__To do__: Each line holding the string "push" is to be copied from the data.

__Records__:
|---|

fn render(frame: &mut ratatui::Frame<'_>, state: &AppState, view_data: &ViewData) {
    let layout = Layout::default()
        .direction(Direction::Vertical)
        .constraints([
            Constraint::Length(3),
            Constraint::Min(1),
            Constraint::Length(3),
        ])
        .split(frame.area());

    let header = Paragraph::new(header_text(state))
        .block(Block::default().title("acv").borders(Borders::ALL))
        .style(Style::default().fg(Color::White));
    frame.render_widget(header, layout[0]);

    let columns = Layout::default()
        .direction(Direction::Horizontal)
        .constraints([Constraint::Percentage(35), Constraint::Percentage(65)])
        .split(layout[1]);
    render_keys(frame, columns[0], state);

    let right = Layout::default()
        .direction(Direction::Vertical)
        .constraints([Constraint::Length(9), Constraint::Min(1)])
        .split(columns[1]);
    render_revision_pickers(frame, right[0], state);

    let value = Paragraph::new(value_lines(state))
        .scroll((view_data.value_scroll, 0))
        .block(pane_block(value_title(state), state.focus == Pane::Value));
    frame.render_widget(value, right[1]);

    let status = Paragraph::new(status_text(state))
        .style(Style::default().fg(Color::Yellow))
        .block(Block::default().borders(Borders::ALL));
    frame.render_widget(status, layout[2]);

    if state.focus == Pane::Server {
        let area = centered_rect(60, 40, frame.area());
        frame.render_widget(Clear, area);
        let items = state
            .servers
            .iter()
            .enumerate()
            .map(|(index, server)| {
                let marker = if state.active_server == Some(index) {
                    "* "
                } else {
                    "  "
                };
                ListItem::new(format!("{marker}{server}"))
            })
            .collect::<Vec<ListItem<'_>>>();
        let list = List::new(items)
            .block(pane_block("servers".to_owned(), true))
            .highlight_style(selected_style());
        let mut list_state = ListState::default().with_selected(Some(state.server_cursor));
        frame.render_stateful_widget(list, area, &mut list_state);
    }

    if view_data.help_visible {
        let area = centered_rect(70, 60, frame.area());
        frame.render_widget(Clear, area);
        let help = Paragraph::new(help_overlay_text())
            .block(Block::default().title("help").borders(Borders::ALL));
        frame.render_widget(help, area);
    }
}

fn render_keys(frame: &mut ratatui::Frame<'_>, area: Rect, state: &AppState) {
    let items = state
        .keys
        .visible()
        .iter()
        .map(|key| ListItem::new(key.clone()))
        .collect::<Vec<ListItem<'_>>>();
    let focused = matches!(state.focus, Pane::Keys | Pane::KeySearch);
    let list = List::new(items)
        .block(pane_block(keys_title(state), focused))
        .highlight_style(selected_style());
    let selected = (!state.keys.visible().is_empty()).then_some(state.key_cursor);
    let mut list_state = ListState::default().with_selected(selected);
    frame.render_stateful_widget(list, area, &mut list_state);
}

fn render_revision_pickers(frame: &mut ratatui::Frame<'_>, area: Rect, state: &AppState) {
    let sides = state.view.active_sides();
    let constraints = sides
        .iter()
        .map(|_| Constraint::Ratio(1, sides.len() as u32))
        .collect::<Vec<Constraint>>();
    let areas = Layout::default()
        .direction(Direction::Horizontal)
        .constraints(constraints)
        .split(area);

    for (side, area) in sides.iter().zip(areas.iter()) {
        let cursor = state.view.cursor(*side);
        let pane = match side {
            DiffSide::Left => Pane::PrimaryRevisions,
            DiffSide::Right => Pane::DiffRevisions,
        };
        let items = revision_labels(cursor)
            .into_iter()
            .map(ListItem::new)
            .collect::<Vec<ListItem<'_>>>();
        let list = List::new(items)
            .block(pane_block(
                revisions_title(state, *side),
                state.focus == pane,
            ))
            .highlight_style(selected_style());
        let mut list_state = ListState::default().with_selected(cursor.selected_index());
        frame.render_stateful_widget(list, *area, &mut list_state);
    }
}

fn pane_block(title: String, focused: bool) -> Block<'static> {
    let border = if focused {
        Style::default().fg(Color::Cyan)
    } else {
        Style::default().fg(Color::DarkGray)
    };
    Block::default()
        .title(title)
        .borders(Borders::ALL)
        .border_style(border)
}

fn selected_style() -> Style {
    Style::default()
        .fg(Color::Black)
        .bg(Color::Cyan)
        .add_modifier(Modifier::BOLD)
}

fn highlight_style() -> Style {
    Style::default().fg(Color::Black).bg(Color::Yellow)
}

fn header_text(state: &AppState) -> String {
    let server = state.active_server_url().unwrap_or("no server selected");
    let mode = match state.view.mode() {
        DisplayMode::Standard => "view".to_owned(),
        DisplayMode::Diff => {
            let right = state.view.diff_right().key_name();
            let right = if right.is_empty() { "?" } else { right };
            format!("diff {} vs {right}", state.view.primary().key_name())
        }
    };
    format!("{server} | {mode} | {}", state.view.format().title())
}

fn keys_title(state: &AppState) -> String {
    let visible = state.keys.visible().len();
    let total = state.keys.all().len();
    if state.keys.is_filtered() {
        format!("keys /{}/ ({visible}/{total})", state.keys.query())
    } else {
        format!("keys ({total})")
    }
}

fn revisions_title(state: &AppState, side: DiffSide) -> String {
    let cursor = state.view.cursor(side);
    let prefix = match (state.view.mode(), side) {
        (DisplayMode::Standard, _) => "revisions",
        (DisplayMode::Diff, DiffSide::Left) => "left",
        (DisplayMode::Diff, DiffSide::Right) => "right",
    };
    let key = if cursor.key_name().is_empty() {
        "-"
    } else {
        cursor.key_name()
    };
    let loading = if state.is_loading(side) {
        " (loading)"
    } else {
        ""
    };
    format!("{prefix}: {key}{loading}")
}

fn value_title(state: &AppState) -> String {
    let format = state.view.format().title();
    if state.value_query.is_empty() {
        format.to_owned()
    } else {
        let count = value_match_count(state);
        format!("{format} | /{}/ {count} matches", state.value_query)
    }
}

/// Matches over the lines the value pane paints, without diff markup.
fn value_match_count(state: &AppState) -> usize {
    let query = state.value_query.as_str();
    match state.view.current_display() {
        Display::Value(text) => text
            .lines()
            .map(|line| find_matches(line, query).len())
            .sum(),
        Display::Diff(lines) => lines
            .iter()
            .map(|line| find_matches(&line.text, query).len())
            .sum(),
    }
}

fn revision_labels(cursor: &RevisionCursor) -> Vec<String> {
    cursor
        .revisions()
        .iter()
        .map(|entry| entry.revision_label())
        .collect()
}

fn value_lines(state: &AppState) -> Vec<Line<'static>> {
    let query = state.value_query.as_str();
    match state.view.current_display() {
        Display::Value(text) => text
            .lines()
            .map(|line| Line::from(highlight_spans(line, query, Style::default())))
            .collect(),
        Display::Diff(lines) => lines
            .iter()
            .map(|line| {
                let style = match line.tag {
                    DiffTag::Added => Style::default().fg(Color::Green),
                    DiffTag::Removed => Style::default().fg(Color::Red),
                    DiffTag::Unchanged => Style::default(),
                };
                Line::from(highlight_spans(&line.text, query, style))
            })
            .collect(),
    }
}

/// Splits `text` into spans, giving every occurrence of `query` the search
/// highlight and the rest `base`.
fn highlight_spans(text: &str, query: &str, base: Style) -> Vec<Span<'static>> {
    let mut spans = Vec::new();
    let mut last = 0;
    for range in find_matches(text, query) {
        if range.start > last {
            spans.push(Span::styled(text[last..range.start].to_owned(), base));
        }
        spans.push(Span::styled(
            text[range.clone()].to_owned(),
            highlight_style(),
        ));
        last = range.end;
    }
    if last < text.len() || spans.is_empty() {
        spans.push(Span::styled(text[last..].to_owned(), base));
    }
    spans
}

fn status_text(state: &AppState) -> String {
    match state.focus {
        Pane::KeySearch => {
            return format!("search keys: {}_ | enter apply | esc clear", state.search_input);
        }
        Pane::ValueSearch => {
            return format!("search value: {}_ | enter apply | esc clear", state.search_input);
        }
        _ => {}
    }

    let mode = match state.view.mode() {
        DisplayMode::Standard => "VIEW",
        DisplayMode::Diff => "DIFF",
    };
    let default =
        "enter open | tab pane | / search | j json | d diff | r reload | s server | ? help | q quit";
    match &state.status_line {
        Some(status) => format!("{mode} | {status} | {default}"),
        None => format!("{mode} | {} | {default}", state.focus.label()),
    }
}

fn help_overlay_text() -> &'static str {
    "global: q quit | ctrl+c quit | ? help | tab next pane | esc back\n\
keys: up/down pgup/pgdn home/end move | enter load revisions | / filter keys\n\
revisions: up/down pick revision | home/end newest/oldest\n\
value: up/down pgup/pgdn scroll | / highlight text\n\
view: j toggle JSON formatting | d toggle diff (second key fills the right side)\n\
store: r reload keys | s pick server, enter to connect\n\
search: type to edit | enter apply | esc clear"
}

fn centered_rect(percent_x: u16, percent_y: u16, area: Rect) -> Rect {
    let popup_layout = Layout::default()
        .direction(Direction::Vertical)
        .constraints([
            Constraint::Percentage((100 - percent_y) / 2),
            Constraint::Percentage(percent_y),
            Constraint::Percentage((100 - percent_y) / 2),
        ])
        .split(area);

    Layout::default()
        .direction(Direction::Horizontal)
        .constraints([
            Constraint::Percentage((100 - percent_x) / 2),
            Constraint::Percentage(percent_x),
            Constraint::Percentage((100 - percent_x) / 2),
        ])
        .split(popup_layout[1])[1]
}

|---|

__Reply to the exercise__:
            spans.push(Span::styled(text[last..range.start].to_owned(), base));
        spans.push(Span::styled(
        spans.push(Span::styled(text[last..].to_owned(), base));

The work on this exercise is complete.